## Task goal
Across all the records, filter for lines with the word "Deserialize" and copy them.

[Records drawn from a dataset]
____________________
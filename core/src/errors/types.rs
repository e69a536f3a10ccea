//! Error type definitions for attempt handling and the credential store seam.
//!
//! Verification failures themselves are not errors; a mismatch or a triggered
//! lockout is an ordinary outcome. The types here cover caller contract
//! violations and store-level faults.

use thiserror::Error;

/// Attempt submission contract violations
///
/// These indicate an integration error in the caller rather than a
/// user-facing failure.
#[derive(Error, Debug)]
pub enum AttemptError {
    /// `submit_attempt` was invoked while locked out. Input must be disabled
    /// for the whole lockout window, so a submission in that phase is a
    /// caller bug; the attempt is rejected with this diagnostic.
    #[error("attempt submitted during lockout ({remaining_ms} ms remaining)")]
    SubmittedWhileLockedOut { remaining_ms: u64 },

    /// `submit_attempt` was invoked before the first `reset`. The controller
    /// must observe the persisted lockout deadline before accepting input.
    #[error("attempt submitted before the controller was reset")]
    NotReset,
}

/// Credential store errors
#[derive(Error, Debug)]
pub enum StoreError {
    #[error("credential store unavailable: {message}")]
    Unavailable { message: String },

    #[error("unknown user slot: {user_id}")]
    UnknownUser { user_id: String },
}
____________________
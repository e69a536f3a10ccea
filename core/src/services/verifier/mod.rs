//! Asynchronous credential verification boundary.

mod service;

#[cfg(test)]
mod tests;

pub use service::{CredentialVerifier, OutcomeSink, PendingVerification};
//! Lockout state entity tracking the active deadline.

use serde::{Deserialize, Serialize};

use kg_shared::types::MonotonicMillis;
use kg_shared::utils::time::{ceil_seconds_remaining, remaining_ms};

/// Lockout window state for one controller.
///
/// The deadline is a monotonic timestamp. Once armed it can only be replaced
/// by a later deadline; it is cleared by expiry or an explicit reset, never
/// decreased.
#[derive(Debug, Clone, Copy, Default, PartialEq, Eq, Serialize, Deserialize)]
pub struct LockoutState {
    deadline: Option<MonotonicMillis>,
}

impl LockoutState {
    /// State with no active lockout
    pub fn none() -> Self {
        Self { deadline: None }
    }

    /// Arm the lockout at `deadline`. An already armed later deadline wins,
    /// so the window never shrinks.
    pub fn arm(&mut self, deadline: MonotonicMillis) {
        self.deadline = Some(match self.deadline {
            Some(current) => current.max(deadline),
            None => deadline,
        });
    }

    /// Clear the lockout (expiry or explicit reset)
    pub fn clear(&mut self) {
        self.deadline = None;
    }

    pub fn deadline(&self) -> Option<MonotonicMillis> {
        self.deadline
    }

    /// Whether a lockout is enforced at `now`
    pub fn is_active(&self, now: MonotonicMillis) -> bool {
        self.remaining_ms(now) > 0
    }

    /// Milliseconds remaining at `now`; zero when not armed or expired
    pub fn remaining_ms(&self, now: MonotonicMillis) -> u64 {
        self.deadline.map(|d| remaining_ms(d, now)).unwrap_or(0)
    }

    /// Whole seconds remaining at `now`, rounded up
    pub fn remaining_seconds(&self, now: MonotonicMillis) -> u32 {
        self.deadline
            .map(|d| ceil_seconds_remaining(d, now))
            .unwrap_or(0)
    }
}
____________________
## Written solution
use serde::{Deserialize, Serialize};
#[derive(Debug, Clone, Copy, Default, PartialEq, Eq, Serialize, Deserialize)]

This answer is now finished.